TASK GOAL —
Write back every record verbatim.

Data records:
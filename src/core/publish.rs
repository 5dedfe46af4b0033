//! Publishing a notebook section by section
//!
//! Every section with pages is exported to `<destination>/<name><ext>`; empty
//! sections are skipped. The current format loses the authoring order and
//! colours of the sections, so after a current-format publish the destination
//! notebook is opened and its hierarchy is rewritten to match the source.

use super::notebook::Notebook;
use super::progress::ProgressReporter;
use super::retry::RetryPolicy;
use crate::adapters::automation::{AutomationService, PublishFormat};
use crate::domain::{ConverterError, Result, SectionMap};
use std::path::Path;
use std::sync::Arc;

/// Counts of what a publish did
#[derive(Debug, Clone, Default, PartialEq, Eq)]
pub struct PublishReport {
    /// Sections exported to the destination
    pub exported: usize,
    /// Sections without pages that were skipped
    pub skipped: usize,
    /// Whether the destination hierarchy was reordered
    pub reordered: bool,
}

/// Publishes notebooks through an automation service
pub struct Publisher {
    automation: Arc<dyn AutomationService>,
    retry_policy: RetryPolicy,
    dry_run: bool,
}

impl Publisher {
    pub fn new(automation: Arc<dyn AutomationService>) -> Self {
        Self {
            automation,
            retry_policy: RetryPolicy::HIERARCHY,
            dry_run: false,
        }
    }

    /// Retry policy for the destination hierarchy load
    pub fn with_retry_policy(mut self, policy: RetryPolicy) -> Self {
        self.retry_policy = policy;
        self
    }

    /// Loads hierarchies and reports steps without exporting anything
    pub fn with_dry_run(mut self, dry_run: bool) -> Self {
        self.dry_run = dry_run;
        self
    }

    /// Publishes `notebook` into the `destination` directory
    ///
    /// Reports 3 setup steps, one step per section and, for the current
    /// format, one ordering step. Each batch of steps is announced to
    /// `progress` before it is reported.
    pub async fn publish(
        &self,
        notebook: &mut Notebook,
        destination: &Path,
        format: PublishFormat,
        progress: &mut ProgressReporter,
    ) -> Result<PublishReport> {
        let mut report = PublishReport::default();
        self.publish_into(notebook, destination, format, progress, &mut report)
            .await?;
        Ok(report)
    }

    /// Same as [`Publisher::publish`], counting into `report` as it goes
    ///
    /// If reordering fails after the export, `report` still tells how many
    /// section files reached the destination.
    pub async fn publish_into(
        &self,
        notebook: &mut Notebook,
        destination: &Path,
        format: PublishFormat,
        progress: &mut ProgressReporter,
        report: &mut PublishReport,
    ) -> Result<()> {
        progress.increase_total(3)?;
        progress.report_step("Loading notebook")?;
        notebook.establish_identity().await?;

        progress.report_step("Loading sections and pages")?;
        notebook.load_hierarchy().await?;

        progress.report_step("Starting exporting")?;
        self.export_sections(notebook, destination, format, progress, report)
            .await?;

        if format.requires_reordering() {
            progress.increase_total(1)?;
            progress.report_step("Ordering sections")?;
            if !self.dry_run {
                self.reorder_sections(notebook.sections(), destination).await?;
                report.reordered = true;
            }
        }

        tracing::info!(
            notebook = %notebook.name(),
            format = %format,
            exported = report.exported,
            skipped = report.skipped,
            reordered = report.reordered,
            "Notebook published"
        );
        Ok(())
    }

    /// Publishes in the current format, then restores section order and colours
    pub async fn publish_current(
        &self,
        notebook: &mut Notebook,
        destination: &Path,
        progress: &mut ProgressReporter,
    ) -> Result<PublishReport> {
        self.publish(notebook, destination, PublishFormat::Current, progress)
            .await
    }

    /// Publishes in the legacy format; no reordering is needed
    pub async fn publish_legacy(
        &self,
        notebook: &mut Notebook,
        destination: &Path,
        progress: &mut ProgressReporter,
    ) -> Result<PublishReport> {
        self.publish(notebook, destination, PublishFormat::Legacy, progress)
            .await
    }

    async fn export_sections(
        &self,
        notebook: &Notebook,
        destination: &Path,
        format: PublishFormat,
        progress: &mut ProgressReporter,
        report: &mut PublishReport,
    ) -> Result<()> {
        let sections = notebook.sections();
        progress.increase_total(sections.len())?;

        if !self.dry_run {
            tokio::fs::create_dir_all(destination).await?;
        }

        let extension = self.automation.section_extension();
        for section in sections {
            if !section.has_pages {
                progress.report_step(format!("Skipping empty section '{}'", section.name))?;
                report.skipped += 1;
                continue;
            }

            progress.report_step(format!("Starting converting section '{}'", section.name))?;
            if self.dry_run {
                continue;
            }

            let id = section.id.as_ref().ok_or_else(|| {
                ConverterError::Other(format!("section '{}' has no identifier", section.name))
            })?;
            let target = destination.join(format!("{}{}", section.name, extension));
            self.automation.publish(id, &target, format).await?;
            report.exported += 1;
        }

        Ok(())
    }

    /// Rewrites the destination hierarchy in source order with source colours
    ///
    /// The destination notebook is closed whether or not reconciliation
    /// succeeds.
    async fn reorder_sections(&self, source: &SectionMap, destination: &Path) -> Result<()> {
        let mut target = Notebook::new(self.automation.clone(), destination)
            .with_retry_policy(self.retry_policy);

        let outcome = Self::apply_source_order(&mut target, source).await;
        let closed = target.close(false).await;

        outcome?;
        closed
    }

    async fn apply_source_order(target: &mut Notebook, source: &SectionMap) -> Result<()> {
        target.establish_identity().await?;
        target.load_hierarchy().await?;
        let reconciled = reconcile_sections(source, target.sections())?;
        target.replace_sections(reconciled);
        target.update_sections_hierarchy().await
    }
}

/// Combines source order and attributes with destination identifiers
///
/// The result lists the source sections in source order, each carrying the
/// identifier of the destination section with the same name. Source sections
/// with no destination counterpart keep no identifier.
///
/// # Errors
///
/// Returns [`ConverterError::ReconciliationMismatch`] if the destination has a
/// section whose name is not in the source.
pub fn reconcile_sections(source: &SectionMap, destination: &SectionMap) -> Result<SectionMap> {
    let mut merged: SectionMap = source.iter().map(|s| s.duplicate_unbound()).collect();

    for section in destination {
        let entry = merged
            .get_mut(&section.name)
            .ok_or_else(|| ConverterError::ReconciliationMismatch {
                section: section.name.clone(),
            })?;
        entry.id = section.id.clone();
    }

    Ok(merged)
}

FINISHED EXERCISE —
filename src/core/publish.rs
repository 5dedfe46af4b0033
//! Publishing a notebook section by section
//!
//! Every section with pages is exported to `<destination>/<name><ext>`; empty
//! sections are skipped. The current format loses the authoring order and
//! colours of the sections, so after a current-format publish the destination
//! notebook is opened and its hierarchy is rewritten to match the source.

use super::notebook::Notebook;
use super::progress::ProgressReporter;
use super::retry::RetryPolicy;
use crate::adapters::automation::{AutomationService, PublishFormat};
use crate::domain::{ConverterError, Result, SectionMap};
use std::path::Path;
use std::sync::Arc;

/// Counts of what a publish did
#[derive(Debug, Clone, Default, PartialEq, Eq)]
pub struct PublishReport {
    /// Sections exported to the destination
    pub exported: usize,
    /// Sections without pages that were skipped
    pub skipped: usize,
    /// Whether the destination hierarchy was reordered
    pub reordered: bool,
}

/// Publishes notebooks through an automation service
pub struct Publisher {
    automation: Arc<dyn AutomationService>,
    retry_policy: RetryPolicy,
    dry_run: bool,
}

impl Publisher {
    pub fn new(automation: Arc<dyn AutomationService>) -> Self {
        Self {
            automation,
            retry_policy: RetryPolicy::HIERARCHY,
            dry_run: false,
        }
    }

    /// Retry policy for the destination hierarchy load
    pub fn with_retry_policy(mut self, policy: RetryPolicy) -> Self {
        self.retry_policy = policy;
        self
    }

    /// Loads hierarchies and reports steps without exporting anything
    pub fn with_dry_run(mut self, dry_run: bool) -> Self {
        self.dry_run = dry_run;
        self
    }

    /// Publishes `notebook` into the `destination` directory
    ///
    /// Reports 3 setup steps, one step per section and, for the current
    /// format, one ordering step. Each batch of steps is announced to
    /// `progress` before it is reported.
    pub async fn publish(
        &self,
        notebook: &mut Notebook,
        destination: &Path,
        format: PublishFormat,
        progress: &mut ProgressReporter,
    ) -> Result<PublishReport> {
        let mut report = PublishReport::default();
        self.publish_into(notebook, destination, format, progress, &mut report)
            .await?;
        Ok(report)
    }

    /// Same as [`Publisher::publish`], counting into `report` as it goes
    ///
    /// If reordering fails after the export, `report` still tells how many
    /// section files reached the destination.
    pub async fn publish_into(
        &self,
        notebook: &mut Notebook,
        destination: &Path,
        format: PublishFormat,
        progress: &mut ProgressReporter,
        report: &mut PublishReport,
    ) -> Result<()> {
        progress.increase_total(3)?;
        progress.report_step("Loading notebook")?;
        notebook.establish_identity().await?;

        progress.report_step("Loading sections and pages")?;
        notebook.load_hierarchy().await?;

        progress.report_step("Starting exporting")?;
        self.export_sections(notebook, destination, format, progress, report)
            .await?;

        if format.requires_reordering() {
            progress.increase_total(1)?;
            progress.report_step("Ordering sections")?;
            if !self.dry_run {
                self.reorder_sections(notebook.sections(), destination).await?;
                report.reordered = true;
            }
        }

        tracing::info!(
            notebook = %notebook.name(),
            format = %format,
            exported = report.exported,
            skipped = report.skipped,
            reordered = report.reordered,
            "Notebook published"
        );
        Ok(())
    }

    /// Publishes in the current format, then restores section order and colours
    pub async fn publish_current(
        &self,
        notebook: &mut Notebook,
        destination: &Path,
        progress: &mut ProgressReporter,
    ) -> Result<PublishReport> {
        self.publish(notebook, destination, PublishFormat::Current, progress)
            .await
    }

    /// Publishes in the legacy format; no reordering is needed
    pub async fn publish_legacy(
        &self,
        notebook: &mut Notebook,
        destination: &Path,
        progress: &mut ProgressReporter,
    ) -> Result<PublishReport> {
        self.publish(notebook, destination, PublishFormat::Legacy, progress)
            .await
    }

    async fn export_sections(
        &self,
        notebook: &Notebook,
        destination: &Path,
        format: PublishFormat,
        progress: &mut ProgressReporter,
        report: &mut PublishReport,
    ) -> Result<()> {
        let sections = notebook.sections();
        progress.increase_total(sections.len())?;

        if !self.dry_run {
            tokio::fs::create_dir_all(destination).await?;
        }

        let extension = self.automation.section_extension();
        for section in sections {
            if !section.has_pages {
                progress.report_step(format!("Skipping empty section '{}'", section.name))?;
                report.skipped += 1;
                continue;
            }

            progress.report_step(format!("Starting converting section '{}'", section.name))?;
            if self.dry_run {
                continue;
            }

            let id = section.id.as_ref().ok_or_else(|| {
                ConverterError::Other(format!("section '{}' has no identifier", section.name))
            })?;
            let target = destination.join(format!("{}{}", section.name, extension));
            self.automation.publish(id, &target, format).await?;
            report.exported += 1;
        }

        Ok(())
    }

    /// Rewrites the destination hierarchy in source order with source colours
    ///
    /// The destination notebook is closed whether or not reconciliation
    /// succeeds.
    async fn reorder_sections(&self, source: &SectionMap, destination: &Path) -> Result<()> {
        let mut target = Notebook::new(self.automation.clone(), destination)
            .with_retry_policy(self.retry_policy);

        let outcome = Self::apply_source_order(&mut target, source).await;
        let closed = target.close(false).await;

        outcome?;
        closed
    }

    async fn apply_source_order(target: &mut Notebook, source: &SectionMap) -> Result<()> {
        target.establish_identity().await?;
        target.load_hierarchy().await?;
        let reconciled = reconcile_sections(source, target.sections())?;
        target.replace_sections(reconciled);
        target.update_sections_hierarchy().await
    }
}

/// Combines source order and attributes with destination identifiers
///
/// The result lists the source sections in source order, each carrying the
/// identifier of the destination section with the same name. Source sections
/// with no destination counterpart keep no identifier.
///
/// # Errors
///
/// Returns [`ConverterError::ReconciliationMismatch`] if the destination has a
/// section whose name is not in the source.
pub fn reconcile_sections(source: &SectionMap, destination: &SectionMap) -> Result<SectionMap> {
    let mut merged: SectionMap = source.iter().map(|s| s.duplicate_unbound()).collect();

    for section in destination {
        let entry = merged
            .get_mut(&section.name)
            .ok_or_else(|| ConverterError::ReconciliationMismatch {
                section: section.name.clone(),
            })?;
        entry.id = section.id.clone();
    }

    Ok(merged)
}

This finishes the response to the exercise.